January 09, 2007

Animator Iwao Takamoto Dies

Created Canine Icon Scooby-Doo

Iwao Takamoto

Los Angeles, CA - Animator Iwao Takamoto, who worked on some of the most beloved animated movies and TV shows of all time, died Monday of heart failure at Cedars-Sinai Medical Center in Los Angeles. He was 81.

Although Takamoto’s credits include such animated classics as Cinderella, Peter Pan, Lady and the Tramp and The Flintstones, his most enduring legacy is his creation of Scooby-Doo's title character.

This timid Great Dane, equipped with an insatiable appetite, helped the teenage crime-fighting team known as "Mystery Inc." to unmask countless ghosts and ghouls in decades of Hanna-Barbera productions.

The son of Japanese immigrants, Takamoto was born in Los Angeles. When World War II broke out, just as he graduated from high school, Takamoto and his family were sent to the Manzanar internment camp in the southeastern California desert, near the Nevada border. It was there that he learned the art of illustration from fellow internees.

Although he had no formal training, Takamoto had become so skilled that he was hired as an apprentice at Walt Disney Studios when he returned to Los Angeles.

Scooby-Doo by Iwao Takamoto

After a lengthy and fruitful tenure with Disney, Takamoto began working for Hanna-Barbera Studios in 1961.
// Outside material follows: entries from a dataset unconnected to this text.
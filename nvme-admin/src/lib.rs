//! NVMe admin command protocol layer
//!
//! Encodes admin commands (Get Log Page, Identify, Get/Set Features) into
//! command dwords, hands them to a passthrough [Transport] and decodes the
//! completion status and fixed layout payloads that come back.
//!
//! The specification documents can be found at <https://nvmexpress.org/specifications/>
//! specifically: NVM Express Base Specification
//!
//! ```no_run
//! # async fn demo() -> Result<(), nvme_admin::AdminError> {
//! use nvme_admin::{AdminClient, DevicePath, NvmeCliTransport, TransportConfig};
//!
//! let transport = NvmeCliTransport::new(TransportConfig::default());
//! let client = AdminClient::new(transport, DevicePath::new("/dev/nvme0"));
//! let smart = client.smart_log().await?;
//! println!("power on hours: {}", smart.power_on_hours);
//! # Ok(())
//! # }
//! ```

#![warn(missing_docs)]

pub mod admin_commands;
pub mod client;
pub mod error;
pub mod generic_command;
pub mod payload;
pub mod primitive_enum;
pub mod record;
pub mod status_parser;
pub mod transport;

pub use client::{AdminClient, Completion};
pub use error::{AdminError, Result};
pub use generic_command::*;
pub use payload::PayloadFormat;
pub use record::{
    FeatureValue, IdentifyControllerRecord, IdentifyNamespaceRecord, KeyStyle, LbaFormat,
    RecordMap, SmartLogRecord,
};
pub use transport::{DevicePath, NvmeCliTransport, Transport, TransportConfig, TransportOutput};
//! Payload extraction from transport output
//!
//! Without `--raw-binary` the `nvme` tool prints the data buffer as a hex dump
//! framed by a header and an ascii column:
//!
//! ```text
//!        0  1  2  3  4  5  6  7  8  9  a  b  c  d  e  f
//! 0000: 00 01 02 03 04 05 06 07 08 09 0a 0b 0c 0d 0e 0f "................"
//! ```

use lazy_static::lazy_static;
use regex::bytes::Regex;

use crate::{AdminError, Result};

lazy_static! {
    static ref HEX_DUMP_LINE: Regex =
        Regex::new(r"(?i-u)\b(?:[0-9a-f]{2} ){15}[0-9a-f]{2}\b").expect("hex dump regex is valid");
}

/// How a transport encodes the data buffer in its stdout
#[derive(Debug, Clone, Copy, PartialEq, Eq, Default)]
pub enum PayloadFormat {
    /// the bytes are written to stdout unchanged
    Binary,
    /// lines of 16 hex bytes
    #[default]
    HexDump,
}

/// Turn the residual stdout of a command into the raw data buffer
pub fn extract(residual: &[u8], format: PayloadFormat) -> Result<Vec<u8>> {
    match format {
        PayloadFormat::Binary => Ok(residual.to_vec()),
        PayloadFormat::HexDump => parse_hex_dump(residual),
    }
}

/// Concatenate the bytes of all hex dump lines in `text`.
///
/// Only the first run of 16 byte groups in each line is used, anything else
/// (headers, offsets, the ascii column) is skipped.
pub fn parse_hex_dump(text: &[u8]) -> Result<Vec<u8>> {
    let mut data = Vec::new();
    let mut lines = 0;

    for line in text.split(|&b| b == b'\n') {
        let Some(row) = HEX_DUMP_LINE.find(line) else {
            continue;
        };
        for group in row.as_bytes().split(|&b| b == b' ') {
            data.push(hex_byte(group)?);
        }
        lines += 1;
    }

    if lines == 0 {
        return Err(AdminError::MalformedPayload(
            "no hex dump lines found in output".into(),
        ));
    }
    log::trace!("parsed {lines} hex dump lines, {} bytes", data.len());

    Ok(data)
}

fn hex_byte(group: &[u8]) -> Result<u8> {
    core::str::from_utf8(group)
        .ok()
        .filter(|hex| hex.len() == 2 && hex.bytes().all(|b| b.is_ascii_hexdigit()))
        .and_then(|hex| u8::from_str_radix(hex, 16).ok())
        .ok_or_else(|| {
            AdminError::MalformedPayload(format!(
                "invalid hex byte {:?}",
                String::from_utf8_lossy(group)
            ))
        })
}

/// Render `data` the way the `nvme` tool prints it
pub fn format_hex_dump(data: &[u8]) -> String {
    let mut out = String::from("       0  1  2  3  4  5  6  7  8  9  a  b  c  d  e  f\n");
    for (index, row) in data.chunks(16).enumerate() {
        out.push_str(&format!("{:04x}:", index * 16));
        for byte in row {
            out.push_str(&format!(" {byte:02x}"));
        }
        out.push_str(" \"");
        out.extend(row.iter().map(|&b| {
            if b.is_ascii_graphic() || b == b' ' {
                b as char
            } else {
                '.'
            }
        }));
        out.push_str("\"\n");
    }
    out
}

#[cfg(test)]
mod test {
    use super::*;

    #[test]
    fn hex_dump_with_header_and_footer() {
        let text = b"Admin Command Identify is Success and result: 0x00000000\n\
       0  1  2  3  4  5  6  7  8  9  a  b  c  d  e  f\n\
0000: 00 01 02 03 04 05 06 07 08 09 0a 0b 0c 0d 0e 0f \"................\"\n\
0010: F0 F1 F2 F3 F4 F5 F6 F7 F8 F9 FA FB FC FD FE FF \"................\"\n\
done\n";

        let data = parse_hex_dump(text).unwrap();

        assert_eq!(32, data.len());
        assert_eq!(0x0f, data[15]);
        assert_eq!(0xf0, data[16]);
        assert_eq!(0xff, data[31]);
    }

    #[test]
    fn partial_lines_are_ignored() {
        let text = b"0000: 00 01 02 03 04 05 06 07 08 09 0a 0b 0c 0d 0e 0f\n0010: 10 11 12\n";
        assert_eq!(16, parse_hex_dump(text).unwrap().len());
    }

    #[test]
    fn hex_bytes() {
        assert_eq!(0xab, hex_byte(b"ab").unwrap());
        assert_eq!(0xab, hex_byte(b"AB").unwrap());
        assert!(matches!(hex_byte(b"g0"), Err(AdminError::MalformedPayload(_))));
        assert!(matches!(hex_byte(b"+f"), Err(AdminError::MalformedPayload(_))));
        assert!(matches!(hex_byte(b"abc"), Err(AdminError::MalformedPayload(_))));
    }

    #[test]
    fn no_lines_is_malformed() {
        assert!(matches!(
            parse_hex_dump(b"NVMe status: something went wrong\n"),
            Err(AdminError::MalformedPayload(_))
        ));
        assert!(matches!(parse_hex_dump(b""), Err(AdminError::MalformedPayload(_))));
    }

    #[test]
    fn formatted_dump_parses_back() {
        let data: Vec<u8> = (0..=255u8).chain(0..=255u8).collect();
        let text = format_hex_dump(&data);
        assert_eq!(data, parse_hex_dump(text.as_bytes()).unwrap());
    }

    #[test]
    fn binary_is_passed_through() {
        let data = [0u8, 1, 2, 0xff];
        assert_eq!(data.to_vec(), extract(&data, PayloadFormat::Binary).unwrap());
    }
}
His work there included numerous popular TV cartoons, including Josie and the Pussy Cats, The Great Grape Ape Show, Harlem Globetrotters and The Secret Squirrel Show.

Takamoto said he created "Scooby-Doo" after talking with a Great Dane breeder, and named him after Frank Sinatra’s final phrase in the song “Strangers in the Night.”

As reported by the Associated Press, Takamoto said in a recent talk at Cartoon Network Studios that the breeder “showed me some pictures and talked about the important points of a Great Dane, like a straight back, straight legs, small chin and such."

"I decided to go the opposite and gave him a hump back, bowed legs, big chin and such," he explained. "Even his color is wrong.”

Takamoto’s knack for canine characters led to the creation of two other iconic Hanna-Barbera dogs: Astro, from The Jetsons, and Muttley, from Wacky Races and other productions. In 1973 Takamoto directed the animated feature film version of Charlotte’s Web.

Takamoto is survived by his wife, a son and a stepdaughter.